Note: The last reflection covered June up to mid-July. This one spans mid-July to mid-August. I’m on vacation for the rest of August, so I’ll be back for my September reflection.

This month was even worse than the last. I regressed further.

Strangely though, it felt like a step in the right direction.

It led to an important realization: I was on track to fail unless I made major changes.

This was the breaking point that I needed. Sometimes, everything has to burn down before you can rebuild.

Now, I have a renewed sense of optimism. It feels like the start of a new chapter: a phoenix rising from the ashes.

Here’s how I’m using the lessons from last month to course-correct.

Health and Happiness

These were my foundational goals for the month:

  • Maintain good exercise and health habits.
  • Sleep at a consistent time every night. Adopt a no-screen bedtime and wake-up routine.
  • Journal, meditate and read for 5 minutes every day.

Here’s how it went.

Nutrition and fitness

I continued to exercise regularly and eat clean.

However, in maximizing my protein intake, I didn’t eat as many greens as I should’ve.
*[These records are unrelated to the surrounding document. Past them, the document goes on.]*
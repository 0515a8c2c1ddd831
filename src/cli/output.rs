//! Output handlers for CLI commands
//!
//! Progress goes to stderr so generated-file summaries on stdout stay
//! pipeable.

use std::io::{self, Write};

/// Events emitted during workflow execution
#[derive(Debug, Clone)]
pub enum OutputEvent {
    WorkflowStart {
        name: String,
        steps: usize,
    },
    StepStart {
        name: String,
        index: usize,
        total: usize,
    },
    StepComplete {
        name: String,
        duration_ms: u64,
        success: bool,
    },
    StepError {
        name: String,
        error: String,
    },
    WorkflowComplete {
        success: bool,
        duration_ms: u64,
        steps_completed: usize,
    },
    WorkflowError {
        error: String,
    },
    Info {
        message: String,
    },
}

/// Output handler trait
pub trait OutputHandler: Send + Sync {
    /// Emit an event
    fn emit(&self, event: OutputEvent);
}

/// Console output handler
pub struct ConsoleHandler;

impl ConsoleHandler {
    fn format_duration(ms: u64) -> String {
        if ms < 1000 {
            format!("{}ms", ms)
        } else {
            format!("{:.1}s", ms as f64 / 1000.0)
        }
    }
}

impl OutputHandler for ConsoleHandler {
    fn emit(&self, event: OutputEvent) {
        match event {
            OutputEvent::WorkflowStart { name, steps } => {
                eprintln!("Running workflow '{}' ({} steps)", name, steps);
            }
            OutputEvent::StepStart { name, index, total } => {
                eprint!("[{}/{}] {}... ", index, total, name);
                let _ = io::stderr().flush();
            }
            OutputEvent::StepComplete {
                duration_ms,
                success,
                ..
            } => {
                if success {
                    eprintln!("✓ ({})", Self::format_duration(duration_ms));
                } else {
                    eprintln!("✗ ({})", Self::format_duration(duration_ms));
                }
            }
            OutputEvent::StepError { name, error } => {
                eprintln!("✗");
                eprintln!("Error in step '{}': {}", name, error);
            }
            OutputEvent::WorkflowComplete {
                success,
                duration_ms,
                steps_completed,
            } => {
                eprintln!();
                if success {
                    eprintln!(
                        "✓ Wiki generated ({} steps in {})",
                        steps_completed,
                        Self::format_duration(duration_ms)
                    );
                } else {
                    eprintln!(
                        "✗ Wiki generation failed after {} steps ({})",
                        steps_completed,
                        Self::format_duration(duration_ms)
                    );
                }
            }
            OutputEvent::WorkflowError { error } => {
                eprintln!("Error: {}", error);
            }
            OutputEvent::Info { message } => {
                eprintln!("{}", message);
            }
        }
    }
}

/// Quiet handler that emits nothing
pub struct QuietHandler;

impl OutputHandler for QuietHandler {
    fn emit(&self, _event: OutputEvent) {}
}

/// Create an output handler based on the quiet flag
pub fn create_handler(quiet: bool) -> Box<dyn OutputHandler> {
    if quiet {
        Box::new(QuietHandler)
    } else {
        Box::new(ConsoleHandler)
    }
}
I also didn’t drink enough water throughout the day.

I suspect both of these are contributing to my lack of energy in the afternoon.

Next month, I want to fix both of these.


I didn’t consistently stick to my goal of a screen-free routine.

The few times I did, it felt amazing. I fell into a deep slumber quickly and woke up fresh.

When I neglected it, my sleep suffered. I would twist and turn in bed, unable to fall asleep for a while. As a result, I’d wake up groggy.

This is concerning because it’s a recent problem. Before a few months ago, I could fall asleep on command. Now, I realize it was a superpower that I took for granted.

I’m unsure if it’s due to aging or my bad habits catching up to me, but I need to address this ASAP.

I don’t want my sleep quality to deteriorate even further. It’s a keystone habit with follow-on effects on many other aspects of life, e.g energy and cognition.

If I don’t get it right, the rest of my life suffers.

Reading, Journaling, Meditation

I didn’t read, journal or meditate every day, but they were peppered in throughout the month.

This was a side effect of my bedtime routine inconsistency, since that’s the only time I carved out for them.

That being said, I enjoyed doing each of them and want to continue. I believe it’ll fall into place once I establish a screen-free night routine, so I’m going to kickstart that first.


These were my effectiveness goals for the month:

  • Eliminate unproductive distractions, especially during work hours.
  • No naps. Do a standing work session after lunch and have tea.
  • Build and maintain momentum: give every day my 100%.
  • Stick to time allocation - 80% to Habit Gym, 20% to blog (max).

Here’s how it went.

One Last Shot

Before I evaluate my effectiveness, let me give some context.

Habit Gym has been stuck at a plateau for a while, so I’m considering moving on.

But first, I wanted to give it “one last shot”.

I suspect Habit Gym isn’t working because it’s too broad. It holds people accountable to any goal, but it doesn’t offer tailored guidance on how to achieve it.

To make it more targeted, I figured I’d start with a common pain point that most users express: disconnecting from their devices.

Here was my strategy: create free content for distribution, curate it into a lead magnet to collect emails and ultimately build a paid course.

My goal for the month was to do the first two to validate demand. If I got 1,000 emails, that would be sufficient signal to continue investing in it.

Content isn’t for me

Given the nature of my goal, I had to write a lot of content this month.

I chose Twitter because of familiarity, ease of creation and broad distribution.

But I quickly realized content creation wasn’t for me.

It was terrible for my mental health. I became fixated on measuring my views, likes and comments.

This exacerbated my need for validation. That was my reason for quitting social media in the first place, but now I was in the same position as a creator… only with higher stakes.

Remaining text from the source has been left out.